**Work task**
Your task is to repeat exactly the lines below between the line holding "pub fn prefix(&self)" and the line holding "let dir = scripts.to_string_lossy();", inclusive, and only those.

(Collection entries)
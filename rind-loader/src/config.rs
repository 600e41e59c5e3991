// Loader configuration: rind.json plus environment overrides

use std::fs;
use std::path::Path;

use anyhow::{bail, Context, Result};
use serde::{Deserialize, Serialize};

use crate::search_path::{PathTemplate, SearchPaths};

/// Per-directory config file name
pub const CONFIG_FILE: &str = "rind.json";

/// Environment variable overriding the search path list. Holds a
/// `;`-separated list of templates and replaces the configured list
/// wholesale when set.
pub const PATH_ENV: &str = "RIND_PATH";

/// Loader settings, read from JSON with per-field defaults
#[derive(Debug, Clone, PartialEq, Serialize, Deserialize)]
pub struct Config {
    /// Search path templates, one `?` slot each, in precedence order
    #[serde(default = "default_search_paths")]
    pub search_paths: Vec<String>,

    /// Command scripts are run with
    #[serde(default = "default_interpreter")]
    pub interpreter: String,
}

fn default_search_paths() -> Vec<String> {
    SearchPaths::defaults().iter().map(|t| t.to_string()).collect()
}

fn default_interpreter() -> String {
    "sh".to_string()
}

impl Default for Config {
    fn default() -> Self {
        Self {
            search_paths: default_search_paths(),
            interpreter: default_interpreter(),
        }
    }
}

impl Config {
    /// Parse config from a JSON string
    pub fn from_str(content: &str) -> Result<Self> {
        let config: Config =
            serde_json::from_str(content).context("Failed to parse config")?;
        config.validate()?;
        Ok(config)
    }

    /// Load config from a file
    pub fn from_file<P: AsRef<Path>>(path: P) -> Result<Self> {
        let content = fs::read_to_string(path.as_ref())
            .with_context(|| format!("Failed to read {}", path.as_ref().display()))?;
        Self::from_str(&content)
    }

    /// The active config: `rind.json` in `dir` when present, else
    /// `~/.rind/config.json`, else compiled defaults.
    pub fn load_from(dir: &Path) -> Result<Self> {
        let local = dir.join(CONFIG_FILE);
        if local.exists() {
            log::debug!("using config {}", local.display());
            return Self::from_file(local);
        }
        if let Some(home) = dirs::home_dir() {
            let user = home.join(".rind").join("config.json");
            if user.exists() {
                log::debug!("using config {}", user.display());
                return Self::from_file(user);
            }
        }
        Ok(Self::default())
    }

    /// `load_from` the current directory
    pub fn load() -> Result<Self> {
        Self::load_from(Path::new("."))
    }

    /// Check the settings are usable
    pub fn validate(&self) -> Result<()> {
        for text in &self.search_paths {
            if let Err(err) = PathTemplate::parse(text) {
                bail!("Invalid search path template: {}", err);
            }
        }
        if self.interpreter.is_empty() {
            bail!("Interpreter must not be empty");
        }
        Ok(())
    }

    /// Build the search path list, honoring the `RIND_PATH` override
    pub fn build_search_paths(&self) -> Result<SearchPaths> {
        if let Ok(spec) = std::env::var(PATH_ENV) {
            return SearchPaths::parse_list(&spec)
                .with_context(|| format!("Invalid template in {}", PATH_ENV));
        }
        let mut paths = SearchPaths::new();
        for text in &self.search_paths {
            paths
                .add_str(text)
                .with_context(|| format!("Invalid search path template '{}'", text))?;
        }
        Ok(paths)
    }
}
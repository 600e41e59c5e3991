/**
 * Search path templates
 * Ordered path patterns with a single name slot, expanded into candidate files
 */
use std::fmt;
use std::path::PathBuf;

use thiserror::Error;

/// Character marking the name slot in a template string
pub const NAME_SLOT: char = '?';

/// Extension used by the default search paths
pub const SCRIPT_EXTENSION: &str = "ri";

/// Errors from parsing a template string
#[derive(Debug, Clone, PartialEq, Eq, Error)]
pub enum TemplateError {
    #[error("search path template '{0}' has no '?' slot for the script name")]
    NoSlot(String),
    #[error("search path template '{0}' has more than one '?' slot")]
    MultipleSlots(String),
}

/// A path pattern with exactly one slot for the script name.
///
/// Stored as the prefix and suffix around the slot, so the name is always
/// inserted literally. A name containing `%s` or `?` is substituted as-is,
/// never re-interpreted as pattern syntax.
#[derive(Debug, Clone, PartialEq, Eq)]
pub struct PathTemplate {
    prefix: String,
    suffix: String,
}

impl PathTemplate {
    /// Build a template from the parts around the slot
    pub fn new<P: Into<String>, S: Into<String>>(prefix: P, suffix: S) -> Self {
        Self {
            prefix: prefix.into(),
            suffix: suffix.into(),
        }
    }

    /// Parse a template string containing exactly one `?` slot
    ///
    /// # Example
    /// ```
    /// # use rind_loader::search_path::PathTemplate;
    /// let template = PathTemplate::parse("./?.ri").unwrap();
    /// assert_eq!(template.expand("build").to_str(), Some("./build.ri"));
    /// ```
    ///
    /// # Errors
    /// Returns `TemplateError` when the string has no slot or more than one
    pub fn parse(text: &str) -> Result<Self, TemplateError> {
        match text.split_once(NAME_SLOT) {
            None => Err(TemplateError::NoSlot(text.to_string())),
            Some((_, suffix)) if suffix.contains(NAME_SLOT) => {
                Err(TemplateError::MultipleSlots(text.to_string()))
            }
            Some((prefix, suffix)) => Ok(Self {
                prefix: prefix.to_string(),
                suffix: suffix.to_string(),
            }),
        }
    }

    /// Substitute `name` into the slot
    pub fn expand(&self, name: &str) -> PathBuf {
        PathBuf::from(format!("{}{}{}", self.prefix, name, self.suffix))
    }

    /// Text before the slot
    pub fn prefix(&self) -> &str {
        &self.prefix
    }

    /// Text after the slot
    pub fn suffix(&self) -> &str {
        &self.suffix
    }
}

impl fmt::Display for PathTemplate {
    fn fmt(&self, f: &mut fmt::Formatter<'_>) -> fmt::Result {
        write!(f, "{}{}{}", self.prefix, NAME_SLOT, self.suffix)
    }
}

/// Ordered list of search path templates.
///
/// Insertion order is the precedence order. Entries are never deduplicated
/// or reordered; a template added twice is tried twice.
#[derive(Debug, Clone, Default, PartialEq, Eq)]
pub struct SearchPaths {
    templates: Vec<PathTemplate>,
}

impl SearchPaths {
    /// Empty list
    pub fn new() -> Self {
        Self::default()
    }

    /// The built-in search order: the user script directory with and
    /// without the standard extension, then the current directory with and
    /// without. The user directory entries are skipped when no home
    /// directory can be determined.
    pub fn defaults() -> Self {
        let mut paths = Self::new();
        if let Some(home) = dirs::home_dir() {
            let scripts = home.join(".rind").join("scripts");
            let dir = scripts.to_string_lossy();
            paths.add(PathTemplate::new(
                format!("{}/", dir),
                format!(".{}", SCRIPT_EXTENSION),
            ));
            paths.add(PathTemplate::new(format!("{}/", dir), String::new()));
        }
        paths.add(PathTemplate::new("./", format!(".{}", SCRIPT_EXTENSION)));
        paths.add(PathTemplate::new("./", ""));
        paths
    }

    /// Parse a `;`-separated list of template strings. Empty segments are
    /// skipped, so a trailing separator is harmless.
    pub fn parse_list(spec: &str) -> Result<Self, TemplateError> {
        let mut paths = Self::new();
        for part in spec.split(';') {
            let part = part.trim();
            if part.is_empty() {
                continue;
            }
            paths.add_str(part)?;
        }
        Ok(paths)
    }

    /// Append a template to the end of the list
    pub fn add(&mut self, template: PathTemplate) {
        self.templates.push(template);
    }

    /// Parse and append a template string
    pub fn add_str(&mut self, text: &str) -> Result<(), TemplateError> {
        self.add(PathTemplate::parse(text)?);
        Ok(())
    }

    pub fn iter(&self) -> std::slice::Iter<'_, PathTemplate> {
        self.templates.iter()
    }

    pub fn len(&self) -> usize {
        self.templates.len()
    }

    pub fn is_empty(&self) -> bool {
        self.templates.is_empty()
    }
}
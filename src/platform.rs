//! Trait seam standing in for the target RTOS/ISR primitives.
//!
//! `spec.md` describes a timestamp source, a CPU identity and a task
//! identity that the platform (FreeRTOS/ESP-IDF on the real target) provides
//! cheaply from any context, including interrupt handlers. `tracecore` keeps
//! the ring buffer, codec and writer logic generic over these primitives via
//! the [`Platform`] trait so the crate builds and tests on `std`; a real
//! embedded target implements `Platform` over its own timer and scheduler.
//!
//! This mirrors the teacher's own isolation of syscall access behind
//! `crate::ffi` rather than calling `libc` directly from every operation.

use std::time::Instant;

/// Identifies one CPU core. The header's `cpu_id` field is a single bit, so
/// only values `0` and `1` are meaningful on the wire.
pub type CpuId = u8;

/// A platform-supplied handle identifying the calling task. Only equality
/// matters to `tracecore`; the platform assigns and owns the handle.
pub trait TaskHandle: Copy + Eq + std::hash::Hash + std::fmt::Debug + Send + 'static {}
impl<T: Copy + Eq + std::hash::Hash + std::fmt::Debug + Send + 'static> TaskHandle for T {}

/// Everything the writer core needs from the execution environment.
pub trait Platform: Send + Sync + 'static {
    /// Opaque per-task handle type (e.g. a FreeRTOS `TaskHandle_t`).
    type Task: TaskHandle;

    /// Monotonic timestamp in microseconds since an arbitrary epoch. Must be
    /// cheap to read from interrupt context.
    fn now_micros(&self) -> u64;

    /// Identifies the CPU core the caller is currently running on.
    fn current_cpu(&self) -> CpuId;

    /// `true` if the caller is executing in interrupt context.
    fn in_isr(&self) -> bool;

    /// The platform task handle for the calling task. Only meaningful when
    /// [`Platform::in_isr`] is `false`.
    fn current_task(&self) -> Self::Task;

    /// Human-readable label for a task, used only by the snapshot
    /// serializer. Defaults to the handle's `Debug` representation.
    fn task_name(&self, task: &Self::Task) -> String {
        format!("{task:?}")
    }
}

/// Default `std`-backed platform: wall-clock-derived monotonic timestamps,
/// the calling OS thread as the "task", and a single logical CPU. Suitable
/// for host-side testing and for environments without real ISR concurrency.
pub struct StdPlatform {
    epoch: Instant,
}

impl Default for StdPlatform {
    fn default() -> Self {
        Self {
            epoch: Instant::now(),
        }
    }
}

impl Platform for StdPlatform {
    type Task = std::thread::ThreadId;

    fn now_micros(&self) -> u64 {
        self.epoch.elapsed().as_micros() as u64
    }

    fn current_cpu(&self) -> CpuId {
        0
    }

    fn in_isr(&self) -> bool {
        false
    }

    fn current_task(&self) -> Self::Task {
        std::thread::current().id()
    }
}

#[cfg(test)]
pub(crate) mod test_support {
    use super::*;
    use std::sync::atomic::{AtomicBool, AtomicU64, AtomicU8, Ordering};
    use std::sync::Mutex;

    /// A fully scriptable fake platform used to drive the property tests in
    /// `spec.md` §8 deterministically (no real clock or OS thread jitter).
    pub struct TestPlatform {
        clock: AtomicU64,
        cpu: AtomicU8,
        isr: AtomicBool,
        task: Mutex<u32>,
    }

    impl TestPlatform {
        pub fn new() -> Self {
            Self {
                clock: AtomicU64::new(0),
                cpu: AtomicU8::new(0),
                isr: AtomicBool::new(false),
                task: Mutex::new(1),
            }
        }

        pub fn set_now(&self, t: u64) {
            self.clock.store(t, Ordering::SeqCst);
        }

        pub fn advance(&self, delta: u64) -> u64 {
            self.clock.fetch_add(delta, Ordering::SeqCst) + delta
        }

        pub fn set_cpu(&self, cpu: CpuId) {
            self.cpu.store(cpu, Ordering::SeqCst);
        }

        pub fn set_isr(&self, isr: bool) {
            self.isr.store(isr, Ordering::SeqCst);
        }

        pub fn set_task(&self, task: u32) {
            *self.task.lock().unwrap() = task;
        }
    }

    impl Platform for TestPlatform {
        type Task = u32;

        fn now_micros(&self) -> u64 {
            self.clock.load(Ordering::SeqCst)
        }

        fn current_cpu(&self) -> CpuId {
            self.cpu.load(Ordering::SeqCst)
        }

        fn in_isr(&self) -> bool {
            self.isr.load(Ordering::SeqCst)
        }

        fn current_task(&self) -> Self::Task {
            *self.task.lock().unwrap()
        }
    }
}
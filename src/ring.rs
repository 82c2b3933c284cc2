//! The ring buffer and its central algorithm, `advance_pointers`.
//!
//! Transcribed from `examples/original_source/src/mabutrace.c`'s
//! `advance_pointers`, with one deliberate change from the original: the
//! original always resets the eviction scan to offset 0 when a write wraps,
//! discarding the real `head` value, which over-evicts when the wrapped
//! write is small (see `spec.md` §9's "dead re-entrancy" note and
//! `DESIGN.md`'s Open Question #2). Here the scan always starts from the
//! real `head`, so a wrapped write only evicts records that are genuinely
//! overlapped by `[entry_idx, new_tail)`.
//!
//! Only `head`/`tail` live behind the lock; the byte storage is reached
//! through an `UnsafeCell` so that, as in `spec.md` §4.2's design rationale,
//! the record payload is written *after* the critical section ends. This is
//! sound because `advance_pointers` never hands out overlapping ranges to
//! two callers. The pattern mirrors the teacher's own use of `UnsafeCell` to
//! let reads/writes of fixed-size scratch buffers outlive a borrow
//! (`count::Counter::read_buf`).

use std::cell::UnsafeCell;
use std::ptr;
use std::slice;
use std::sync::Mutex;

use crate::codec::KIND_SIZES;
use crate::error::TraceError;

struct RingState {
    head: usize,
    tail: usize,
}

/// Fixed-size byte ring with two indices: `head` (oldest valid byte) and
/// `tail` (next byte to write).
pub struct Ring {
    data: UnsafeCell<Box<[u8]>>,
    capacity: usize,
    state: Mutex<RingState>,
}

// SAFETY: `data` is only ever mutated through `reserve`'s disjoint slot
// ranges (payload writes) or `zero_range` (tail-pad, itself disjoint from
// any live slot because it only clears bytes the just-reserved write has
// already claimed as no-longer-valid). Reads happen only after writers are
// drained (see `crate::snapshot`).
unsafe impl Sync for Ring {}

impl Ring {
    /// Allocates a ring buffer of exactly `capacity` bytes, zero-initialized.
    ///
    /// # Errors
    ///
    /// Returns [`TraceError::OutOfMemory`] instead of aborting the process,
    /// per `spec.md` §4.1's init contract ("returns a status indicating
    /// out-of-memory or already-initialized").
    pub fn new(capacity: usize) -> Result<Self, TraceError> {
        let mut buf: Vec<u8> = Vec::new();
        buf.try_reserve_exact(capacity)
            .map_err(|_| TraceError::OutOfMemory { requested_bytes: capacity })?;
        buf.resize(capacity, 0);
        Ok(Self {
            data: UnsafeCell::new(buf.into_boxed_slice()),
            capacity,
            state: Mutex::new(RingState { head: 0, tail: 0 }),
        })
    }

    pub fn capacity(&self) -> usize {
        self.capacity
    }

    /// Reserves `record_size` bytes for a new record. Returns the byte
    /// offset the caller must write into. This is the only critical
    /// section in the writer hot path: it touches index bookkeeping and, in
    /// the tail-pad case, zeroes a handful of bytes — both bounded and
    /// independent of buffer size.
    ///
    /// # Panics
    ///
    /// Panics if `record_size` exceeds the ring's capacity; per `spec.md`
    /// §4.2 this is undefined behavior territory the caller must never
    /// reach (the configured buffer size must exceed the largest record).
    pub fn reserve(&self, record_size: usize) -> usize {
        assert!(
            record_size <= self.capacity,
            "record of {record_size} bytes does not fit in a {}-byte ring",
            self.capacity
        );

        let mut state = self.state.lock().unwrap();
        let tail = state.tail;

        let (entry_idx, new_tail) = if self.capacity - tail < record_size {
            // Doesn't fit before the physical end: zero the remainder as a
            // tail-pad and wrap the write to offset 0.
            self.zero_range(tail, self.capacity);
            (0, record_size)
        } else {
            (tail, tail + record_size)
        };
        state.tail = new_tail;

        let mut head = state.head;
        while head >= entry_idx && head < new_tail {
            match self.read_type_tag(head) {
                0 => {
                    // NONE: head has walked into an earlier tail-pad: the
                    // next chronological record starts at offset 0.
                    head = 0;
                    break;
                }
                tag => head += KIND_SIZES[tag as usize],
            }
        }
        if head >= self.capacity {
            head = 0;
        }
        state.head = head;

        entry_idx
    }

    /// Writes into the slot at `offset..offset+len`, which must have just
    /// been returned by [`Ring::reserve`] with a matching `len`.
    ///
    /// # Safety
    ///
    /// The caller must ensure `offset..offset+len` came from the most
    /// recent `reserve` call on this `self` for which no other slot has
    /// since been written, and that no other thread writes the same range
    /// concurrently. `advance_pointers`'s slot algebra guarantees this as
    /// long as every reservation is followed by exactly one `write_slot`.
    pub unsafe fn write_slot(&self, offset: usize, len: usize, f: impl FnOnce(&mut [u8])) {
        let ptr = (*self.data.get()).as_mut_ptr().add(offset);
        let slot = slice::from_raw_parts_mut(ptr, len);
        f(slot);
    }

    fn zero_range(&self, start: usize, end: usize) {
        if start == end {
            return;
        }
        unsafe {
            let ptr = (*self.data.get()).as_mut_ptr().add(start);
            ptr::write_bytes(ptr, 0, end - start);
        }
    }

    fn read_type_tag(&self, offset: usize) -> u8 {
        unsafe { (*self.data.get())[offset] & 0x07 }
    }

    /// Returns `(head, tail, bytes)`. Only sound to call once writers have
    /// been drained — see [`crate::writer::AdmissionGate`] — since it reads
    /// through the same `UnsafeCell` writers mutate.
    pub fn quiesced_view(&self) -> (usize, usize, &[u8]) {
        let state = self.state.lock().unwrap();
        let data: &[u8] = unsafe { &*self.data.get() };
        (state.head, state.tail, data)
    }

    #[cfg(test)]
    pub(crate) fn head_tail(&self) -> (usize, usize) {
        let state = self.state.lock().unwrap();
        (state.head, state.tail)
    }
}

#[cfg(test)]
mod tests {
    use super::*;
    use crate::codec::{self, Color, RecordKind};

    fn write_duration(ring: &Ring, name: &'static str) {
        let size = codec::KIND_SIZES[RecordKind::Duration as usize];
        let offset = ring.reserve(size);
        unsafe {
            ring.write_slot(offset, size, |slot| {
                codec::write_duration(slot, false, 0, 1, Color::Undefined, 100, 0, name);
            });
        }
    }

    #[test]
    fn sequential_writes_do_not_evict_until_full() {
        let ring = Ring::new(1024).unwrap();
        for _ in 0..5 {
            write_duration(&ring, "a");
        }
        let (head, _tail) = ring.head_tail();
        assert_eq!(head, 0, "ring not yet full: nothing should be evicted");
    }

    #[test]
    fn wrap_zeroes_tail_and_writes_at_zero() {
        let size = codec::KIND_SIZES[RecordKind::Duration as usize];
        // Buffer big enough for 3 records, but sized so the 4th straddles
        // the physical end.
        let ring = Ring::new(size * 3 + size / 2).unwrap();
        for _ in 0..3 {
            write_duration(&ring, "a");
        }
        let (_, tail_before) = ring.head_tail();
        assert_eq!(tail_before, size * 3);

        let offset = ring.reserve(size);
        assert_eq!(offset, 0, "record that doesn't fit wraps to offset 0");
        let (_head, _tail, data) = ring.quiesced_view();
        // bytes from the old tail to the physical end must be zero.
        assert!(data[tail_before..].iter().all(|b| *b == 0));
    }

    #[test]
    fn eviction_only_consumes_overlapped_prefix() {
        let size = codec::KIND_SIZES[RecordKind::Duration as usize];
        let capacity = size * 4;
        let ring = Ring::new(capacity).unwrap();
        for _ in 0..4 {
            write_duration(&ring, "a");
        }
        // Buffer is now exactly full (tail == capacity would need a 5th
        // write to wrap). One more write evicts exactly one record.
        let offset = ring.reserve(size);
        unsafe {
            ring.write_slot(offset, size, |slot| {
                codec::write_duration(slot, false, 0, 1, Color::Undefined, 1, 0, "b");
            });
        }
        let (head, _tail) = ring.head_tail();
        assert_eq!(head, size, "exactly one record evicted, not the whole prefix");
    }

    #[test]
    fn small_record_after_wrap_does_not_over_evict() {
        // Regression test for the "dead re-entrancy" fix: a tiny record
        // that wraps must not blow away a `head` sitting far from offset 0.
        let link_size = codec::KIND_SIZES[RecordKind::Link as usize];
        let dur_size = codec::KIND_SIZES[RecordKind::Duration as usize];
        // One byte short of 3 durations plus a link record: the link record
        // cannot fit in the 1-byte gap remaining after the physical end, so
        // it is forced to wrap to offset 0.
        let capacity = dur_size * 3 + link_size - 1;
        let ring = Ring::new(capacity).unwrap();
        for _ in 0..3 {
            write_duration(&ring, "a");
        }
        let (head_before, tail_before) = ring.head_tail();
        assert_eq!(head_before, 0);
        assert_eq!(tail_before, dur_size * 3);

        // This link record does not fit before the physical end, so it
        // wraps to offset 0. head (0) falls inside [0, link_size), so the
        // very first duration record is evicted, and only that one.
        let offset = ring.reserve(link_size);
        assert_eq!(offset, 0);
        let (head_after, _tail_after) = ring.head_tail();
        assert!(
            head_after <= dur_size,
            "eviction must stop at the first overlapped record, not sweep the whole ring"
        );
    }
}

**Written reply**
    pub fn prefix(&self) -> &str {
        &self.prefix
    }

    /// Text after the slot
    pub fn suffix(&self) -> &str {
        &self.suffix
    }
}

impl fmt::Display for PathTemplate {
    fn fmt(&self, f: &mut fmt::Formatter<'_>) -> fmt::Result {
        write!(f, "{}{}{}", self.prefix, NAME_SLOT, self.suffix)
    }
}

/// Ordered list of search path templates.
///
/// Insertion order is the precedence order. Entries are never deduplicated
/// or reordered; a template added twice is tried twice.
#[derive(Debug, Clone, Default, PartialEq, Eq)]
pub struct SearchPaths {
    templates: Vec<PathTemplate>,
}

impl SearchPaths {
    /// Empty list
    pub fn new() -> Self {
        Self::default()
    }

    /// The built-in search order: the user script directory with and
    /// without the standard extension, then the current directory with and
    /// without. The user directory entries are skipped when no home
    /// directory can be determined.
    pub fn defaults() -> Self {
        let mut paths = Self::new();
        if let Some(home) = dirs::home_dir() {
            let scripts = home.join(".rind").join("scripts");
            let dir = scripts.to_string_lossy();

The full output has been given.